[Python-Dev] Avoid formatting an error message on attribute error

Brett Cannon brett at python.org
Thu Nov 7 20:33:31 CET 2013


On Thu, Nov 7, 2013 at 2:20 PM, Eric Snow <ericsnowcurrently at gmail.com>wrote:

> On Thu, Nov 7, 2013 at 11:44 AM, Brett Cannon <brett at python.org> wrote:
> > Lazy message creation through
> > __str__ does leave the message out of `args`, though.
>
> If that's an issue you could make args a (settable) property that
> dynmically returns str(self) if appropriate:
>
>     @property
>     def args(self):
>         actual = super().args
>         if actual or self.name is None:
>             return actual
>         return (str(self),)
>

Good point.

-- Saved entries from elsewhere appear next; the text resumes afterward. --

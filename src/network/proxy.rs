// src/network/proxy.rs

use std::io::ErrorKind;
use std::path::PathBuf;
use std::sync::Arc;
use std::time::Duration;
use thiserror::Error;
use tokio::io::AsyncWriteExt;
use tracing::{info, warn};

use crate::execution::{CommandRunner, CommandSpec, ExecError};

/// The host reverse proxy: one shared site file plus a reload command
pub struct ProxySite {
    /// Shared site configuration
    site_config: PathBuf,

    /// Runner for the reload command
    runner: Arc<dyn CommandRunner>,

    /// Reload command argv
    reload: Vec<String>,

    /// Reload timeout
    timeout: Duration,
}

impl ProxySite {
    /// Creates a handle on the proxy
    pub fn new(site_config: PathBuf, runner: Arc<dyn CommandRunner>, reload: Vec<String>, timeout: Duration) -> Self {
        Self {
            site_config,
            runner,
            reload,
            timeout,
        }
    }

    /// Appends a server block to the shared site file.
    ///
    /// Appending is unconditional; an identical block already present is
    /// reported but not deduplicated.
    pub async fn append(&self, snippet: &str) -> Result<(), ProxyError> {
        let io_error = |e: std::io::Error| ProxyError::Io {
            path: self.site_config.display().to_string(),
            error: e.to_string(),
        };

        let existing = match tokio::fs::read_to_string(&self.site_config).await {
            Ok(existing) => existing,
            Err(e) if e.kind() == ErrorKind::NotFound => String::new(),
            Err(e) => return Err(io_error(e)),
        };
        if !snippet.trim().is_empty() && existing.contains(snippet.trim()) {
            warn!("{} already contains this server block", self.site_config.display());
        }

        let mut block = String::new();
        if !existing.is_empty() && !existing.ends_with('\n') {
            block.push('\n');
        }
        block.push_str(snippet);
        if !snippet.ends_with('\n') {
            block.push('\n');
        }

        let mut file = tokio::fs::OpenOptions::new()
            .create(true)
            .append(true)
            .open(&self.site_config)
            .await
            .map_err(io_error)?;
        file.write_all(block.as_bytes()).await.map_err(io_error)?;
        file.flush().await.map_err(io_error)?;

        info!("Appended server block to {}", self.site_config.display());
        Ok(())
    }

    /// Restarts the proxy so appended blocks take effect
    pub async fn reload(&self) -> Result<(), ProxyError> {
        let spec = CommandSpec::from_argv(&self.reload, self.timeout)
            .ok_or_else(|| ProxyError::Reload("no reload command configured".to_string()))?;

        let result = self.runner.run(&spec).await?;
        if !result.success() {
            return Err(ProxyError::Reload(format!(
                "{} exited with {}: {}",
                spec.display(),
                result.exit_code,
                result.stderr.trim()
            )));
        }

        info!("Reverse proxy reloaded");
        Ok(())
    }
}

/// Reverse-proxy errors
#[derive(Debug, Error)]
pub enum ProxyError {
    /// Site file I/O failure
    #[error("Failed to update proxy configuration {path}: {error}")]
    Io {
        /// Path involved
        path: String,
        /// Underlying failure
        error: String,
    },

    /// Reload command exited nonzero
    #[error("Proxy reload failed: {0}")]
    Reload(String),

    /// Reload command could not run
    #[error(transparent)]
    Exec(#[from] ExecError),
}
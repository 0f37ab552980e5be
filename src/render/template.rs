// src/render/template.rs

//! `{NAME}` placeholder substitution.
//!
//! `{{` and `}}` render as literal braces, so proxy and SQL templates can keep
//! their own block syntax. Every placeholder must resolve.

use thiserror::Error;

/// Template substitution errors
#[derive(Debug, Clone, PartialEq, Eq, Error)]
pub enum TemplateError {
    /// Placeholder has no value
    #[error("unknown placeholder {{{0}}}")]
    UnknownPlaceholder(String),

    /// Lone brace at the given offset
    #[error("unbalanced brace at byte {0}")]
    UnbalancedBrace(usize),

    /// Placeholder name is malformed at the given offset
    #[error("invalid placeholder name {0:?} at byte {1}")]
    InvalidName(String, usize),
}

/// Substitutes every `{NAME}` in `template` with `lookup(NAME)`
pub fn render<F>(template: &str, lookup: F) -> Result<String, TemplateError>
where
    F: Fn(&str) -> Option<String>,
{
    let mut out = String::with_capacity(template.len());
    let mut chars = template.char_indices().peekable();

    while let Some((pos, c)) = chars.next() {
        match c {
            '{' if matches!(chars.peek(), Some((_, '{'))) => {
                chars.next();
                out.push('{');
            }
            '}' if matches!(chars.peek(), Some((_, '}'))) => {
                chars.next();
                out.push('}');
            }
            '{' => {
                let mut name = String::new();
                loop {
                    match chars.next() {
                        Some((_, '}')) => break,
                        Some((_, ch)) if ch != '{' && ch != '\n' => name.push(ch),
                        _ => return Err(TemplateError::UnbalancedBrace(pos)),
                    }
                }

                let valid = name
                    .chars()
                    .next()
                    .map(|first| first.is_ascii_alphabetic() || first == '_')
                    .unwrap_or(false)
                    && name.chars().all(|ch| ch.is_ascii_alphanumeric() || ch == '_');
                if !valid {
                    return Err(TemplateError::InvalidName(name, pos));
                }

                let value = lookup(&name).ok_or(TemplateError::UnknownPlaceholder(name))?;
                out.push_str(&value);
            }
            '}' => return Err(TemplateError::UnbalancedBrace(pos)),
            c => out.push(c),
        }
    }

    Ok(out)
}

#[cfg(test)]
mod tests {
    use super::*;

    fn lookup(name: &str) -> Option<String> {
        match name {
            "DIR_NAME" => Some("blog_7".to_string()),
            "SUBDOMAIN" => Some("blog".to_string()),
            _ => None,
        }
    }

    #[test]
    fn placeholders_are_substituted() {
        assert_eq!(render("WORKDIR /{DIR_NAME}\n", lookup).unwrap(), "WORKDIR /blog_7\n");
    }

    #[test]
    fn doubled_braces_are_literal() {
        let rendered = render("server {{ server_name {SUBDOMAIN}.ewdbot.com; }}", lookup).unwrap();
        assert_eq!(rendered, "server { server_name blog.ewdbot.com; }");
    }

    #[test]
    fn unknown_placeholders_fail() {
        assert_eq!(
            render("{DATABASE_NAME}", lookup),
            Err(TemplateError::UnknownPlaceholder("DATABASE_NAME".to_string()))
        );
    }

    #[test]
    fn stray_braces_fail() {
        assert!(matches!(render("server { listen 80; }", lookup), Err(TemplateError::InvalidName(..))));
        assert!(matches!(render("a } b", lookup), Err(TemplateError::UnbalancedBrace(2))));
        assert!(matches!(render("{DIR_NAME", lookup), Err(TemplateError::UnbalancedBrace(0))));
    }

    #[test]
    fn non_ascii_text_passes_through() {
        assert_eq!(render("-- база {DIR_NAME}", lookup).unwrap(), "-- база blog_7");
    }
}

That would solve that backwards-compatibility issue and allow
the raising of DeprecationWarning.


>
> >
> > In a perfect world (Python 4 maybe?) BaseException would take a single
> > argument which would be an optional message, `args` wouldn't exist, and
> > people called `str(exc)` to get the message for the exception. That would
> > allow subclasses to expand the API with keyword-only arguments to carry
> > extra info and have reasonable default messages that were built on-demand
> > when __str__ was called. It would also keep `args` from just being a
> dumping
> > ground of stuff that has no structure except by calling convention
> (which is
> > not how to do an API; explicit > implicit and all). IOW the original
> dream
> > of PEP 352 (http://python.org/dev/peps/pep-0352/#retracted-ideas).
>
> This reminds me that I need to revisit that idea of reimplementing all
> the builtin exceptions in pure Python. :)
>

Ah, that idea. =) Definitely a question of performance.